_Aim of the exercise_
I need each line of the entries below that includes the string "tokio".

_Material shown_

[Start of section]

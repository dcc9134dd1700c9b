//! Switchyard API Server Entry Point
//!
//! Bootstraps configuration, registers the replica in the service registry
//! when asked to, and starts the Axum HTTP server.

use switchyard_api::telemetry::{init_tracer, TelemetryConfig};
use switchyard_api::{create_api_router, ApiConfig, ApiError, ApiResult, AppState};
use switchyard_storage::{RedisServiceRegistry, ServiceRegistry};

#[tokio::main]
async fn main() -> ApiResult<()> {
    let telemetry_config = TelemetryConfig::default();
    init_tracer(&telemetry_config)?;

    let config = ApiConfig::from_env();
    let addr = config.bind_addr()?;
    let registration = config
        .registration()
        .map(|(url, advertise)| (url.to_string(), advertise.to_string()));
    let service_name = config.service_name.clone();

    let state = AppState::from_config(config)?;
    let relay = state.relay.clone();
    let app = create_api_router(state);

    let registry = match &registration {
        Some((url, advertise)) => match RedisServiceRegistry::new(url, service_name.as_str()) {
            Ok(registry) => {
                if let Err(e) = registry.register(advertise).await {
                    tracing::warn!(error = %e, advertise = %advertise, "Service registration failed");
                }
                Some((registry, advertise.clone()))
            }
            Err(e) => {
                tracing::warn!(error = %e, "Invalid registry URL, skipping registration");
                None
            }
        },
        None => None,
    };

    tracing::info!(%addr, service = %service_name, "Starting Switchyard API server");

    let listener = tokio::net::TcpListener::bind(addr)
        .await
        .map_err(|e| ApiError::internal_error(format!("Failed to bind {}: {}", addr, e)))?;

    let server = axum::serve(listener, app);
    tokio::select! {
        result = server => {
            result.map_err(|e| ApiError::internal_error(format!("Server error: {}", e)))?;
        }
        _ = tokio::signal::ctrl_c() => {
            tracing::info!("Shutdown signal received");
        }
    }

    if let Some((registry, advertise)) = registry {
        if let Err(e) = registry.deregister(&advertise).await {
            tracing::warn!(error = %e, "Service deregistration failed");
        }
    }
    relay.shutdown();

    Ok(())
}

[End of section]
[Start of section]

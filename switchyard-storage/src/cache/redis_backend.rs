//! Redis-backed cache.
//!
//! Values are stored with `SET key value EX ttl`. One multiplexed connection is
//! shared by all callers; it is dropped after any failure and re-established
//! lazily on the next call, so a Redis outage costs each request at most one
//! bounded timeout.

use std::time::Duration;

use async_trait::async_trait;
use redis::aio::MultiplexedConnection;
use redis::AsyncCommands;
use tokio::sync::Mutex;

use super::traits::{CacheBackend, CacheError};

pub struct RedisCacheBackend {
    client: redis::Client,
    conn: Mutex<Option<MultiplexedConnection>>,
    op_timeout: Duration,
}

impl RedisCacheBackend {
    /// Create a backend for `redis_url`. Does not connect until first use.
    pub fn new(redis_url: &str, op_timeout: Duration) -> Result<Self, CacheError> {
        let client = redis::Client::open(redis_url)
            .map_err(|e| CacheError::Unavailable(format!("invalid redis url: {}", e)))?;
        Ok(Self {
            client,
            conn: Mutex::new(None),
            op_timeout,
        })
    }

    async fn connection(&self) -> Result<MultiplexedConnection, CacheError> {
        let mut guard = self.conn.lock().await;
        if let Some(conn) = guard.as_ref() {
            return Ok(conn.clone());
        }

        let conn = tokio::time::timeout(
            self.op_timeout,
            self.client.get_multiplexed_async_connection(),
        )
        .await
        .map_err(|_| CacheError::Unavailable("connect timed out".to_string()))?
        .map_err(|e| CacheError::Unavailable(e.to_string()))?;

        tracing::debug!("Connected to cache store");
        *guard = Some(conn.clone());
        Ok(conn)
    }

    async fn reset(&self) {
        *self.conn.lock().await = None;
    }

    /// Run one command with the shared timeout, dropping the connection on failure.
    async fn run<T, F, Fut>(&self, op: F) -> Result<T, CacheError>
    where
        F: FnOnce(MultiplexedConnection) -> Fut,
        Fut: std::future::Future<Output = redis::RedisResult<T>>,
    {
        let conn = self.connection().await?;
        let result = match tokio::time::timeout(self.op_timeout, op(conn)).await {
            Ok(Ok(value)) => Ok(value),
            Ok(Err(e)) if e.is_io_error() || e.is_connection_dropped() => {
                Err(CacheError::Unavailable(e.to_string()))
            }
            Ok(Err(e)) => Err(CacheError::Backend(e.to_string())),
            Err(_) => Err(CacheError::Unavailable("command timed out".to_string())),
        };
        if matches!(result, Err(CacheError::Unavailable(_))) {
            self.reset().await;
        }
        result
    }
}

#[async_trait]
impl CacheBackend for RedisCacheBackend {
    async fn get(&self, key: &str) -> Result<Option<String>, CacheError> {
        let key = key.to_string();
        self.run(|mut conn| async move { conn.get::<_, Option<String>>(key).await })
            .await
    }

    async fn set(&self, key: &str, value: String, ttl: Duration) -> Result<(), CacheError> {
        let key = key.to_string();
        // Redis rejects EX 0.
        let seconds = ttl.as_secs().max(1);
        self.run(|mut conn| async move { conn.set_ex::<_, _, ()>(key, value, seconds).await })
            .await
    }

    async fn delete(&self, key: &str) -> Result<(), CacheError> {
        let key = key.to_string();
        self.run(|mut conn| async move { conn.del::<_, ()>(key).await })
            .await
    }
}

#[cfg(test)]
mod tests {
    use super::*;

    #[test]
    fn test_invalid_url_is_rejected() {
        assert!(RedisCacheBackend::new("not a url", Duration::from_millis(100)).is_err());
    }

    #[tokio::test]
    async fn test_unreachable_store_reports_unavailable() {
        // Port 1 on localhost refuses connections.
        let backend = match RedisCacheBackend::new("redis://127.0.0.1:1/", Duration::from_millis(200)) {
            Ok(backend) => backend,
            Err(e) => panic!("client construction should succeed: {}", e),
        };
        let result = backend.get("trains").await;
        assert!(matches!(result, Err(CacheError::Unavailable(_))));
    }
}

[End of section]
[Start of section]

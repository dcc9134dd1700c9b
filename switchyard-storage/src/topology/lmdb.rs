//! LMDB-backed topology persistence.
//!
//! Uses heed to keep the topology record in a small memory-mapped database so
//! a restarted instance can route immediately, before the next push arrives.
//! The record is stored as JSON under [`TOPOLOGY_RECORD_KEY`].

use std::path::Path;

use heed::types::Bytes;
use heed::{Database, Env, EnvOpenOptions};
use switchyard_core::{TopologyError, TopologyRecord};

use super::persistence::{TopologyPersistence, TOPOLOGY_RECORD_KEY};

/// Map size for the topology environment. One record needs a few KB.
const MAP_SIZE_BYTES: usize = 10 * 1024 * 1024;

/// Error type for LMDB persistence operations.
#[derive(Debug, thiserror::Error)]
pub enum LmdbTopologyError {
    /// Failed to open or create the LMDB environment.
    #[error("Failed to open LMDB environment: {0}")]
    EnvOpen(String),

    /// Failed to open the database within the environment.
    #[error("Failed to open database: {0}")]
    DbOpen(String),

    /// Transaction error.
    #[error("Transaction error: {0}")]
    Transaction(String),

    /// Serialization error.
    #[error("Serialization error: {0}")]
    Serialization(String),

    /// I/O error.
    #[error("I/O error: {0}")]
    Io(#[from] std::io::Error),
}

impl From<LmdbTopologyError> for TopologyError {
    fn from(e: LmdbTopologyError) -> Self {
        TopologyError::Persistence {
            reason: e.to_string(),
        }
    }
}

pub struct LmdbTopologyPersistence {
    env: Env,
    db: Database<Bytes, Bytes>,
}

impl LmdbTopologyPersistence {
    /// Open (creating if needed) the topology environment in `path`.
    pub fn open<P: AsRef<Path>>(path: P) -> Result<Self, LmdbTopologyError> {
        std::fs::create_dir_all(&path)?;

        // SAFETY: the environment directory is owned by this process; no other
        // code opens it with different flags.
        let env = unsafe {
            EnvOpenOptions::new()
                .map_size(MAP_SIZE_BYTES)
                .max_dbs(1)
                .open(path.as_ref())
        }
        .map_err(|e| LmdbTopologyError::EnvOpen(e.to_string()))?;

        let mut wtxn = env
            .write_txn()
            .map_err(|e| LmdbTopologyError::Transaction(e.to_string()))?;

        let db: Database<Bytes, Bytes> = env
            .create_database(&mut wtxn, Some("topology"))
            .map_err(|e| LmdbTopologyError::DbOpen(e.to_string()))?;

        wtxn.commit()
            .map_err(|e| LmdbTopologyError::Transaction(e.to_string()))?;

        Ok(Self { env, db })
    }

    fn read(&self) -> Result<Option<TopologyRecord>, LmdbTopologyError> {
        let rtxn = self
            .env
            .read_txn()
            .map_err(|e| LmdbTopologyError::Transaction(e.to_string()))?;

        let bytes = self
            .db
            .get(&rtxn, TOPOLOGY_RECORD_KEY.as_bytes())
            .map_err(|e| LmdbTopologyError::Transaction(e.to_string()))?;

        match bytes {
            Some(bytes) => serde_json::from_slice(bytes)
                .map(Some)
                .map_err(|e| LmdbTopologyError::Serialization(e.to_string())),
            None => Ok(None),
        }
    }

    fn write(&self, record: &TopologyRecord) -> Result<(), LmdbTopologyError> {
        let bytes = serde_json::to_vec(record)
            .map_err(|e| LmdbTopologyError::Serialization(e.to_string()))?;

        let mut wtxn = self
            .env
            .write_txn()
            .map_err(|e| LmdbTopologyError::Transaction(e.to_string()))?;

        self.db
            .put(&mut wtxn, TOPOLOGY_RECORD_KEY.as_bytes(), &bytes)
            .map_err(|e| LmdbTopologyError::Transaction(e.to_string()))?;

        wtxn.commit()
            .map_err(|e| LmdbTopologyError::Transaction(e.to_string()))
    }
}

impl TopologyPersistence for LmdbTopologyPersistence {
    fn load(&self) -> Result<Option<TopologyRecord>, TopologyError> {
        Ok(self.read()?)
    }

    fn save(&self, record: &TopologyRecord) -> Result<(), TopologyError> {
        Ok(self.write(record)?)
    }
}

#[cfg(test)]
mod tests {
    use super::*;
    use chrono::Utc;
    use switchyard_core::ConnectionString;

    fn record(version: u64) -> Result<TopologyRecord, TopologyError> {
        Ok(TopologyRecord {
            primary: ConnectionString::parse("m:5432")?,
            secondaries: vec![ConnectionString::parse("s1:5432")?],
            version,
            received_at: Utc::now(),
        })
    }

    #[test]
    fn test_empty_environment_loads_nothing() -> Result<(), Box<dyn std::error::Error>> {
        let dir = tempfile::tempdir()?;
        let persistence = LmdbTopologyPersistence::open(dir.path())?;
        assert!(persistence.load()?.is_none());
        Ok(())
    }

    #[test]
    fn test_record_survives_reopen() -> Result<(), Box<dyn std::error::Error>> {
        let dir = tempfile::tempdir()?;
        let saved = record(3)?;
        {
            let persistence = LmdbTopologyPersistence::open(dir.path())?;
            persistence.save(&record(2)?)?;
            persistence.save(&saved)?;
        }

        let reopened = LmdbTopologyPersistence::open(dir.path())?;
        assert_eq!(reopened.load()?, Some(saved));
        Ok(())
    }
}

[End of section]

_Answer_
#[tokio::main]
    let listener = tokio::net::TcpListener::bind(addr)
    tokio::select! {
        _ = tokio::signal::ctrl_c() => {
use tokio::sync::Mutex;
        let conn = tokio::time::timeout(
        let result = match tokio::time::timeout(self.op_timeout, op(conn)).await {
    #[tokio::test]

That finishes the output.